→ Dataset content:
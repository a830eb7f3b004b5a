//! Analysis entry points.
//!
//! [`NonlinearDynamicsEngine`] is immutable after construction and can be
//! shared freely between threads. Everything that remembers history (range
//! monitor, per-stage scale factors, bottleneck timings) lives in a
//! [`StreamContext`], one per signal stream, passed by `&mut` to each call.
//!
//! A call returns either a configuration error at construction time or, for
//! any data, a well-formed [`CalculationResult`]. Short and degenerate
//! windows yield the neutral value 0 with [`QualityFlag`]s.

use crate::config::{Algorithm, AnalysisConfig};
use crate::coordinator::{
    CrossStageCoordinator, PipelineStage, QualityFlag, StageKernel, StagePayload, StageResult,
};
use crate::dfa::DfaKernel;
use crate::errors::NldResult;
use crate::fixed_point::{SaturationCounter, Q15};
use crate::lyapunov::LyapunovKernel;
use crate::math_utils::float_ops::finite_or_zero;
use crate::range_monitor::DynamicRangeMonitor;
use crate::scaling::{AdaptiveScalingEngine, ScalingConfig};
use log::{debug, warn};
#[cfg(feature = "serde")]
use serde::{Deserialize, Serialize};
use std::time::{Duration, Instant};

/// Saturation rate above which a result is flagged.
pub const MAX_SATURATION_RATE: f64 = 0.05;

/// Per-call diagnostics.
#[derive(Debug, Clone, PartialEq)]
#[cfg_attr(feature = "serde", derive(Serialize, Deserialize))]
pub struct CalculationMetrics {
    /// Wall time of the whole call
    pub processing_time: Duration,
    /// Product of the scale-in factors applied along the pipeline
    pub cumulative_scale: f64,
    /// Mean stage quality, 0 for a neutral result
    pub quality_score: f64,
    /// Executed stages
    pub stage_breakdown: Vec<StageResult>,
    /// Quality conditions
    pub flags: Vec<QualityFlag>,
    /// Saturating operations
    pub saturation_events: u64,
    /// Saturating operations as a fraction of counted operations
    pub saturation_rate: f64,
}

/// Result of one analysis call.
#[derive(Debug, Clone, PartialEq)]
#[cfg_attr(feature = "serde", derive(Serialize, Deserialize))]
pub struct CalculationResult {
    /// Estimator that produced the value
    pub algorithm: Algorithm,
    /// λ per sample step (LyE) or α (DFA); 0 when neutral
    pub value: f64,
    /// Diagnostics
    pub metrics: CalculationMetrics,
}

impl CalculationResult {
    /// Whether a flag is present.
    pub fn has_flag(&self, flag: QualityFlag) -> bool {
        self.metrics.flags.contains(&flag)
    }

    /// Whether the value is the neutral substitute.
    pub fn is_neutral(&self) -> bool {
        self.has_flag(QualityFlag::InsufficientData) || self.has_flag(QualityFlag::DegenerateSignal)
    }

    /// Value normalised to time: λ per second for LyE, α unchanged for DFA.
    pub fn per_second(&self, sampling_rate_hz: f64) -> f64 {
        match self.algorithm {
            Algorithm::Lyapunov => self.value * sampling_rate_hz,
            Algorithm::Dfa => self.value,
        }
    }
}

/// Mutable state of one signal stream.
#[derive(Debug, Clone)]
pub struct StreamContext {
    /// Sliding-window amplitude monitor
    pub monitor: DynamicRangeMonitor,
    /// Per-stage scale history
    pub scaling: AdaptiveScalingEngine,
    /// Bottleneck feedback across runs
    pub coordinator: CrossStageCoordinator,
}

impl StreamContext {
    /// Fresh context for a configuration.
    pub fn new(config: &AnalysisConfig) -> Self {
        Self {
            monitor: DynamicRangeMonitor::for_signal(config.signal_type),
            scaling: AdaptiveScalingEngine::new(ScalingConfig::from_analysis(config)),
            coordinator: CrossStageCoordinator::new(config.quality_mode, config.bottleneck_window),
        }
    }
}

impl Default for StreamContext {
    fn default() -> Self {
        Self::new(&AnalysisConfig::default())
    }
}

/// LyE and DFA over Q15 windows.
#[derive(Debug, Clone)]
pub struct NonlinearDynamicsEngine {
    config: AnalysisConfig,
    lyapunov: LyapunovKernel,
    dfa: DfaKernel,
}

impl NonlinearDynamicsEngine {
    /// Validate the configuration and build the engine.
    pub fn new(config: AnalysisConfig) -> NldResult<Self> {
        config.validate()?;
        Ok(Self {
            lyapunov: LyapunovKernel::from_config(&config),
            dfa: DfaKernel::from_config(&config),
            config,
        })
    }

    /// Active configuration.
    pub fn config(&self) -> &AnalysisConfig {
        &self.config
    }

    /// Fresh stream context matching this engine's configuration.
    pub fn new_stream(&self) -> StreamContext {
        StreamContext::new(&self.config)
    }

    /// Largest Lyapunov exponent (per sample step).
    pub fn lyapunov(&self, signal: &[Q15], stream: &mut StreamContext) -> CalculationResult {
        self.analyze(Algorithm::Lyapunov, signal, stream)
    }

    /// DFA scaling exponent α.
    pub fn dfa(&self, signal: &[Q15], stream: &mut StreamContext) -> CalculationResult {
        self.analyze(Algorithm::Dfa, signal, stream)
    }

    /// Run either estimator on a Q15 window.
    pub fn analyze(
        &self,
        algorithm: Algorithm,
        signal: &[Q15],
        stream: &mut StreamContext,
    ) -> CalculationResult {
        self.run(algorithm, signal, stream, SaturationCounter::new())
    }

    /// Quantize a real-valued window, then analyze it. Clamped input samples
    /// count as saturation events.
    pub fn analyze_real(
        &self,
        algorithm: Algorithm,
        values: &[f64],
        stream: &mut StreamContext,
    ) -> CalculationResult {
        let mut counter = SaturationCounter::new();
        let signal: Vec<Q15> = values.iter().map(|&v| counter.quantize(v)).collect();
        self.run(algorithm, &signal, stream, counter)
    }

    fn run(
        &self,
        algorithm: Algorithm,
        signal: &[Q15],
        stream: &mut StreamContext,
        mut saturation: SaturationCounter,
    ) -> CalculationResult {
        let start = Instant::now();
        let kernel: &dyn StageKernel = match algorithm {
            Algorithm::Lyapunov => &self.lyapunov,
            Algorithm::Dfa => &self.dfa,
        };
        let pipeline = stream.coordinator.process(
            signal,
            &PipelineStage::ALL,
            kernel,
            &mut stream.scaling,
            &mut stream.monitor,
        );
        saturation.merge(&pipeline.saturation);

        let mut flags = Vec::new();
        let value = match pipeline.final_output {
            StagePayload::Value(v) => Some(finite_or_zero(v)),
            StagePayload::Neutral(flag) => {
                flags.push(flag);
                None
            }
            _ => {
                warn!(
                    "{:?} pipeline ended after {} stages without a value",
                    algorithm, pipeline.stages_executed
                );
                flags.push(QualityFlag::DegenerateSignal);
                None
            }
        };

        let quality_score = match value {
            Some(_) if !pipeline.per_stage_results.is_empty() => {
                pipeline.per_stage_results.iter().map(|s| s.quality).sum::<f64>()
                    / pipeline.per_stage_results.len() as f64
            }
            _ => 0.0,
        };

        let saturation_rate = saturation.rate();
        if saturation_rate > MAX_SATURATION_RATE {
            warn!(
                "{:?}: {:.1}% of operations saturated",
                algorithm,
                saturation_rate * 100.0
            );
            flags.push(QualityFlag::HighSaturation);
        }
        if quality_score < self.config.quality_mode.quality_target() {
            flags.push(QualityFlag::LowQuality);
        }

        match value {
            Some(v) => debug!(
                "{:?}: value {:.5}, quality {:.3}, {} stages",
                algorithm, v, quality_score, pipeline.stages_executed
            ),
            None => warn!(
                "{:?}: neutral result for {}-sample window ({:?})",
                algorithm,
                signal.len(),
                flags
            ),
        }

        CalculationResult {
            algorithm,
            value: value.unwrap_or(0.0),
            metrics: CalculationMetrics {
                processing_time: start.elapsed(),
                cumulative_scale: pipeline.cumulative_scale,
                quality_score,
                stage_breakdown: pipeline.per_stage_results,
                flags,
                saturation_events: saturation.events(),
                saturation_rate,
            },
        }
    }
}

#[cfg(test)]
mod tests {
    use super::*;
    use crate::config::SignalType;
    use crate::errors::NldError;
    use crate::fixed_point::to_q15;

    fn assert_send_sync<T: Send + Sync>() {}

    #[test]
    fn test_engine_is_shareable() {
        assert_send_sync::<NonlinearDynamicsEngine>();
    }

    #[test]
    fn test_invalid_configuration_rejected_up_front() {
        let config = AnalysisConfig::default().with_box_sizes(32, 8);
        assert!(matches!(
            NonlinearDynamicsEngine::new(config),
            Err(NldError::InvalidConfiguration { .. })
        ));
        let config = AnalysisConfig::default().with_embedding(1, 4);
        let err = NonlinearDynamicsEngine::new(config).unwrap_err();
        assert!(err.is_configuration_error());
    }

    #[test]
    fn test_constant_window_is_neutral_and_flagged() {
        let engine = NonlinearDynamicsEngine::new(AnalysisConfig::accelerometer()).unwrap();
        let mut stream = engine.new_stream();
        let flat = vec![to_q15(0.25); 200];
        for algorithm in [Algorithm::Lyapunov, Algorithm::Dfa] {
            let result = engine.analyze(algorithm, &flat, &mut stream);
            assert_eq!(result.value, 0.0);
            assert!(result.has_flag(QualityFlag::DegenerateSignal));
            assert!(result.has_flag(QualityFlag::LowQuality));
            assert!(result.is_neutral());
        }
    }

    #[test]
    fn test_short_window_is_insufficient() {
        let engine = NonlinearDynamicsEngine::new(AnalysisConfig::for_signal(SignalType::Accelerometer))
            .unwrap();
        let mut stream = engine.new_stream();
        let short: Vec<Q15> = (0..10).map(|i| to_q15((i as f64 * 0.7).sin() * 0.5)).collect();
        let lye = engine.lyapunov(&short, &mut stream);
        assert!(lye.has_flag(QualityFlag::InsufficientData));
        assert_eq!(lye.metrics.stage_breakdown.len(), 1);
        let dfa = engine.dfa(&short, &mut stream);
        assert!(dfa.has_flag(QualityFlag::InsufficientData));
    }

    #[test]
    fn test_real_input_saturation_is_counted() {
        let engine = NonlinearDynamicsEngine::new(AnalysisConfig::default()).unwrap();
        let mut stream = engine.new_stream();
        let values: Vec<f64> = (0..200).map(|i| if i % 2 == 0 { 3.0 } else { -3.0 }).collect();
        let result = engine.analyze_real(Algorithm::Dfa, &values, &mut stream);
        assert!(result.metrics.saturation_events >= 200);
        assert!(result.has_flag(QualityFlag::HighSaturation));
    }

    #[test]
    fn test_per_second_scaling() {
        let result = CalculationResult {
            algorithm: Algorithm::Lyapunov,
            value: 0.02,
            metrics: CalculationMetrics {
                processing_time: Duration::ZERO,
                cumulative_scale: 1.0,
                quality_score: 1.0,
                stage_breakdown: Vec::new(),
                flags: Vec::new(),
                saturation_events: 0,
                saturation_rate: 0.0,
            },
        };
        assert!((result.per_second(50.0) - 1.0).abs() < 1e-12);
        let dfa = CalculationResult {
            algorithm: Algorithm::Dfa,
            ..result
        };
        assert_eq!(dfa.per_second(50.0), 0.02);
    }
}
#[cfg(test)]
mod tests {
    use super::*;
    use crate::fixed_point::to_q15;
    use assert_approx_eq::assert_approx_eq;

    fn tone(amplitude: f64, len: usize) -> Vec<Q15> {
        (0..len)
            .map(|i| to_q15(amplitude * (i as f64 * 0.3).sin()))
            .collect()
    }

    #[test]
    fn test_conservative_start() {
        let mut monitor = DynamicRangeMonitor::default();
        for sample in tone(0.99, 10) {
            assert!(matches!(monitor.observe(sample), RangeStatus::Optimal(_)));
        }
    }

    #[test]
    fn test_overflow_and_underflow_classification() {
        let mut loud = DynamicRangeMonitor::default();
        match loud.observe_batch(&tone(0.98, 64)) {
            RangeStatus::OverflowRisk(scale) => assert!(scale < 1.0),
            other => panic!("Expected OverflowRisk, got {:?}", other),
        }

        let mut quiet = DynamicRangeMonitor::default();
        match quiet.observe_batch(&tone(0.005, 64)) {
            RangeStatus::UnderflowRisk(scale) => assert!(scale > 1.0),
            other => panic!("Expected UnderflowRisk, got {:?}", other),
        }

        let mut fine = DynamicRangeMonitor::default();
        assert!(matches!(fine.observe_batch(&tone(0.4, 64)), RangeStatus::Optimal(_)));
    }

    #[test]
    fn test_batch_matches_single_observations() {
        let samples: Vec<Q15> = (0..300)
            .map(|i| to_q15(0.8 * ((i as f64) * 0.05).sin() * (1.0 - i as f64 / 400.0)))
            .collect();
        let mut single = DynamicRangeMonitor::default();
        let mut last = RangeStatus::Optimal(0.0);
        for &s in &samples {
            last = single.observe(s);
        }
        let mut batched = DynamicRangeMonitor::default();
        let batch_status = batched.observe_batch(&samples);
        assert_eq!(last, batch_status);
        assert_eq!(single.statistics(), batched.statistics());
    }

    #[test]
    fn test_peak_recomputed_after_eviction() {
        let mut monitor = DynamicRangeMonitor::default();
        monitor.observe(to_q15(0.9));
        for _ in 0..128 {
            monitor.observe(to_q15(0.3));
        }
        assert_approx_eq!(monitor.statistics().peak, 0.3, 1e-4);
        assert!(matches!(monitor.observe(to_q15(0.3)), RangeStatus::Optimal(_)));
    }

    #[test]
    fn test_statistics_exact() {
        let mut monitor = DynamicRangeMonitor::default();
        monitor.observe_batch(&[to_q15(0.5), to_q15(-0.5), to_q15(0.5), to_q15(-0.5)]);
        let stats = monitor.statistics();
        assert_approx_eq!(stats.mean, 0.0, 1e-12);
        assert_approx_eq!(stats.variance, 0.25, 1e-9);
        assert_approx_eq!(stats.peak, 0.5, 1e-9);
        assert_approx_eq!(stats.dynamic_range, 0.0, 1e-9);
    }

    #[test]
    fn test_rising_trend_risk_is_monotone() {
        let mut monitor = DynamicRangeMonitor::default();
        let ramp: Vec<Q15> = (0..128).map(|i| to_q15(0.2 + 0.004 * i as f64)).collect();
        monitor.observe_batch(&ramp);
        let mut previous = 0.0;
        for horizon in [0, 8, 16, 32, 64, 128, 256] {
            let risk = monitor.predict_risk(horizon);
            assert!(risk.probability >= previous);
            assert!((0.0..=1.0).contains(&risk.probability));
            previous = risk.probability;
        }
        assert!(monitor.predict_risk(512).probability > 0.99);
        assert!(monitor.predict_risk(0).time_to_risk.is_some());
    }

    #[test]
    fn test_falling_trend_has_no_time_to_risk() {
        let mut monitor = DynamicRangeMonitor::default();
        let ramp: Vec<Q15> = (0..128).map(|i| to_q15(0.7 - 0.004 * i as f64)).collect();
        monitor.observe_batch(&ramp);
        let risk = monitor.predict_risk(64);
        assert_eq!(risk.time_to_risk, None);
        assert!(risk.probability < 0.01);
    }
}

→ Task item: The lines from the top of the data above down to the line containing "one analysis call." are to be copied exactly; no other line should appear.

→ Solution to this problem:
repository a830eb7f3b004b5a
//! Analysis entry points.
//!
//! [`NonlinearDynamicsEngine`] is immutable after construction and can be
//! shared freely between threads. Everything that remembers history (range
//! monitor, per-stage scale factors, bottleneck timings) lives in a
//! [`StreamContext`], one per signal stream, passed by `&mut` to each call.
//!
//! A call returns either a configuration error at construction time or, for
//! any data, a well-formed [`CalculationResult`]. Short and degenerate
//! windows yield the neutral value 0 with [`QualityFlag`]s.

use crate::config::{Algorithm, AnalysisConfig};
use crate::coordinator::{
    CrossStageCoordinator, PipelineStage, QualityFlag, StageKernel, StagePayload, StageResult,
};
use crate::dfa::DfaKernel;
use crate::errors::NldResult;
use crate::fixed_point::{SaturationCounter, Q15};
use crate::lyapunov::LyapunovKernel;
use crate::math_utils::float_ops::finite_or_zero;
use crate::range_monitor::DynamicRangeMonitor;
use crate::scaling::{AdaptiveScalingEngine, ScalingConfig};
use log::{debug, warn};
#[cfg(feature = "serde")]
use serde::{Deserialize, Serialize};
use std::time::{Duration, Instant};

/// Saturation rate above which a result is flagged.
pub const MAX_SATURATION_RATE: f64 = 0.05;

/// Per-call diagnostics.
#[derive(Debug, Clone, PartialEq)]
#[cfg_attr(feature = "serde", derive(Serialize, Deserialize))]
pub struct CalculationMetrics {
    /// Wall time of the whole call
    pub processing_time: Duration,
    /// Product of the scale-in factors applied along the pipeline
    pub cumulative_scale: f64,
    /// Mean stage quality, 0 for a neutral result
    pub quality_score: f64,
    /// Executed stages
    pub stage_breakdown: Vec<StageResult>,
    /// Quality conditions
    pub flags: Vec<QualityFlag>,
    /// Saturating operations
    pub saturation_events: u64,
    /// Saturating operations as a fraction of counted operations
    pub saturation_rate: f64,
}

/// Result of one analysis call.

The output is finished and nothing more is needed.